I know there are different opinions on spanking out there.  It probably depends upon if your parents spanked you when you were young, and if it worked on you or not.  Often times we think that the person who ended up with control came out a winner, and the controlling, spanking parent is definitely the one who ends up in control when they choose to spank their child.  However, I don't see the spanking parent as the winner of a control battle at all!  I have only seen spanking used correctly a few times.  Most of the time, a parent becomes frustrated with a child's behavior and impulsively strikes their child to "snap the child out of it", or to ease their frustration.  We all feel a little bit better when we hit something, especially when we had a strong impulse to do it first.  If you are controlling your son by force, then he will continue to try to control your emotions by force as well. 

The example of spanking in "Little Britches book 1" by: Ralph Moody was one of the only good spanking examples I have ever seen.    The spanking parent wins the obvious, spoken power struggle, but the inner power struggle can't ever be won with a sharp hand unless the relationship is solidly built upon respect and love by both parties first.  My parents hit me a few times growing up.  :)  I remember those times vividly.  Not because I felt a new respect for my parent or anything like that.  On the contrary, I shut right up, like they wanted, but I filled my soul with malice toward them that would last for weeks, even months.  I considered myself superior to them, because they lost control.  I remember thinking through all the mean things that I felt like saying to them in the quiet of my own bed, after they had lovingly tucked me in.  I didn't respect them, even though the whole reason they hit me was because they wanted more respect. 

I consider it a special gift from God that I have such great,vivid memories of my childhood emotions and battles.  Remembering these experiences helped me make my choice about spanking my children. 

Example:  You talk back to your Mom, (Your child's grandmother)

Mom asks you to come over to help her weed her garden today.  You have a busy day.  You tell your mom that you are too busy to come.  Mom says, "I really need you today.  I have to get this done immediately."  You say, "To bad Mom, you'll just have to do it yourself.  I can't just drop everything all the time to do what you want done."  (You talked back with disrespect.)  Your Mom, reaches out her hand and slaps you across the face or backside.  (What are you really thinking here?)  You are in complete shock that your mother would be so selfish and disrespectful to you.  Because of your shock, you walk out the door.  You didn't hit your mom back, and you didn't talk back to her any more, but then you didn't really talk to mom again for six months, and even then your relationship was strained. 

Did your mom get you to stop talking back to her?  Yes.  Was she able to earn your respect in the process? 

It might seem strange that I tell a story about grown ups instead of a small child and parent, but I did this on purpose so that you could feel what your child really does feel when he gets hit.  His behavior will change, but his heart will become hardened.  Is it worth it?  The whole reason I teach Self Government parenting classes, is to free parents from the impulse to push their children away from them and their families, simply to change a behavior.  You can have both good behaviors, and loving relationships all at the same time. 
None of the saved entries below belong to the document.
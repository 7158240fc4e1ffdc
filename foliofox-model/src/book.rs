use std::collections::BTreeSet;

use chrono::{DateTime, Utc};
use serde::{Deserialize, Serialize};

use crate::error::{ModelError, Result};
use crate::ids::BookId;

/// One catalog book row together with its joined authors/genres/tags.
///
/// `authors` preserves credit order; `genres` and `tags` are sets.
#[derive(Debug, Clone, PartialEq, Serialize, Deserialize)]
pub struct Book {
    pub id: BookId,
    pub title: String,
    pub subtitle: Option<String>,
    pub description: Option<String>,
    pub isbn10: Option<String>,
    pub isbn13: Option<String>,
    pub asin: Option<String>,
    pub publication_date: Option<String>,
    pub publisher: Option<String>,
    pub language: Option<String>,
    pub page_count: Option<u32>,
    pub rating_avg: Option<f64>,
    pub rating_count: u32,
    pub series: Option<String>,
    pub series_position: Option<f64>,
    pub authors: Vec<String>,
    pub genres: BTreeSet<String>,
    pub tags: BTreeSet<String>,
    pub file_count: u32,
    pub total_file_size: u64,
    pub created_at: DateTime<Utc>,
    pub updated_at: DateTime<Utc>,
}

impl Book {
    /// Check the row-level invariants that the catalog schema cannot express.
    pub fn validate(&self) -> Result<()> {
        if self.title.trim().is_empty() {
            return Err(ModelError::InvalidField(
                "title",
                "must be non-empty".to_string(),
            ));
        }
        if self.updated_at < self.created_at {
            return Err(ModelError::InvalidField(
                "updated_at",
                format!(
                    "precedes created_at ({} < {})",
                    self.updated_at, self.created_at
                ),
            ));
        }
        Ok(())
    }

    /// Primary author, when any author is credited.
    pub fn primary_author(&self) -> Option<&str> {
        self.authors.first().map(String::as_str)
    }
}

#[cfg(test)]
mod tests {
    use super::*;

    fn sample() -> Book {
        let now = Utc::now();
        Book {
            id: BookId(1),
            title: "The Left Hand of Darkness".to_string(),
            subtitle: None,
            description: None,
            isbn10: None,
            isbn13: Some("9780441478125".to_string()),
            asin: None,
            publication_date: Some("1969-03-01".to_string()),
            publisher: Some("Ace".to_string()),
            language: Some("en".to_string()),
            page_count: Some(304),
            rating_avg: Some(4.1),
            rating_count: 1200,
            series: Some("Hainish Cycle".to_string()),
            series_position: Some(4.0),
            authors: vec!["Ursula K. Le Guin".to_string()],
            genres: BTreeSet::from(["science fiction".to_string()]),
            tags: BTreeSet::new(),
            file_count: 1,
            total_file_size: 812_000,
            created_at: now,
            updated_at: now,
        }
    }

    #[test]
    fn test_validate_accepts_sample() {
        assert!(sample().validate().is_ok());
    }

    #[test]
    fn test_validate_rejects_empty_title() {
        let mut book = sample();
        book.title = "  ".to_string();
        assert!(book.validate().is_err());
    }

    #[test]
    fn test_validate_rejects_time_travel() {
        let mut book = sample();
        book.updated_at = book.created_at - chrono::Duration::seconds(1);
        assert!(book.validate().is_err());
    }
}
I can't promise you that you will not ever get frustrated again, but I can assure you that if you learn how to look at yourself as the person responsible for inspiring your son's change of heart instead of the person responsible for making him pleasant all the time, then you will not become frustrated nearly as often.  Let yourself look past the minute, while in the minute, then the minute won't rule your emotions.  What you are doing for your son is SO MUCH larger than that one crazy minute, and what he needs to change has to be bigger than that minute too.